10 responses to “Purging Stale Clients from UniFi Network Controller in Bulk”

  1. Matt Tracey

    Thanks for this post, it gave me a great starting place!

    We have a similar issue with various “ghost” clients appearing in our controller —they never get an IP address and seem to automatically show as offline after a short period of time, so all they do is fill up the Client Devices section with useless offline clients.

    After some trial and error we ended up with this ‘mongosh’ command that can find these specific clients, filtered by having no IP, “last_seen” value is an hour or more ago, and only matching specific network connections by also filtering on components of the name pulled from the Unifi controller’s Settings > Networks area (set in the $regex line). Hope this can help others!
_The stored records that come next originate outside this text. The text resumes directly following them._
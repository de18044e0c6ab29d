use serde::Serialize;
use thiserror::Error;

/// A single field-level validation failure, reported as part of a 400 body.
#[derive(Debug, Clone, Serialize)]
pub struct FieldError {
    pub field: String,
    pub message: String,
}

impl FieldError {
    pub fn new(field: impl Into<String>, message: impl Into<String>) -> Self {
        Self {
            field: field.into(),
            message: message.into(),
        }
    }
}

/// Application-wide error types.
#[derive(Debug, Error)]
pub enum AppError {
    #[error("Database error: {0}")]
    Database(String),

    #[error("Storage error: {0}")]
    Storage(String),

    #[error("Authentication error: {0}")]
    Auth(String),

    #[error("Not found: {0}")]
    NotFound(String),

    #[error("Forbidden: {0}")]
    Forbidden(String),

    #[error("Bad request: {0}")]
    BadRequest(String),

    #[error("Validation failed")]
    Validation(Vec<FieldError>),

    #[error("Internal error: {0}")]
    Internal(String),
}

impl AppError {
    /// Shorthand for a single-field validation failure.
    pub fn invalid_field(field: &str, message: &str) -> Self {
        AppError::Validation(vec![FieldError::new(field, message)])
    }
}

/// Helper conversion from anyhow::Error
impl From<anyhow::Error> for AppError {
    fn from(err: anyhow::Error) -> Self {
        AppError::Internal(err.to_string())
    }
}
    mongosh “mongodb://localhost:27117/ace” –eval ‘
    const oneHourAgo = Math.floor(Date.now() / 1000) – 3600;
    const docs = db.user.find({
    last_ip: { $in: [null, undefined] },
    last_connection_network_name: {
    $regex: /LAN|BYOD|LAN2/i
    },
    last_seen: { $lt: oneHourAgo }
    }).toArray();
    console.log(“Deleting the following clients:”);
    console.log(docs);
    db.user.deleteMany({ _id: { $in: docs.map(d => d._id) } });

    1. James

      Nice one, glad it gave you something to work with. Thanks for sharing your code!

  2. Gaston

    Thanks for this post James. It gave me hope.
    I ran the commands and everything worked as expected… for the first few minutes.Then, many of the devices that remained in the clients list started to loose their aliases and icons (they now show their factory like name, or MAC address, or some combination of that, and the system default icon).
    Have you experienced something similar? May be there is a fix for that?
    I’m running a UDM Pro Max 4.3.6 with Network 9.5.21.
    Regards.

    1. James

      I had no such issue I’m afraid. The issue I had was that the guides I found online were old and referred to tables that had changed name etc…

      It’s plausible that similar has happened again. Or that something else in your DB has these records cached. I’m guessing a trusty reboot didn’t help?

      1. Gaston

        Thx James for your response.
        I rebooted a couple of times and issue persists. I’ll restore from back up and give it another try. I’ll keep you posted. Regards.

        1. James

          Personally, I’d try to fix forward. If they’re visually in the UI, they must be in the DB somewhere. If you’re technical, have a sniff around the DB and see if you can find them and remove them?

    2. James

      Morning Gaston,

      I actually noticed this morning I have ghost clients once again, that mirrors your description. I wonder if a newer UnifiOS has brought them out of the closet.

      Either way, this is now on my to-do, to investigate.

      1. Gaston

        Hi James.
        Thanks for the update. In my case, I went ahead and restore from back up and re-run the deletion script. So far so good. None of the remaining clients have lost their aliases or icons. My previous run was right after migrating from UDM Pro to UDM Pro Max. The second run after restoring from a Pro Max native backup. May be there was something in the migration process that didn’t settle correctly and thus the issues. Fingers crossed. Thanks again for taking the time to come up with a solution to address this need for the Unifi user community!!
        Regards, Gaston.

  3. peter

    worked for me as well. I had the USBc hub with ethernet port fill 894 clients before I caught it. I used the “first _seen” field and a $gt to catch my ghosts that appeared today (in the last 20 hours) and removed them that way. Thanks for the help.

    1. James

      Hi Peter, glad you were able to utilise this as a foundation to put something together that worked for you!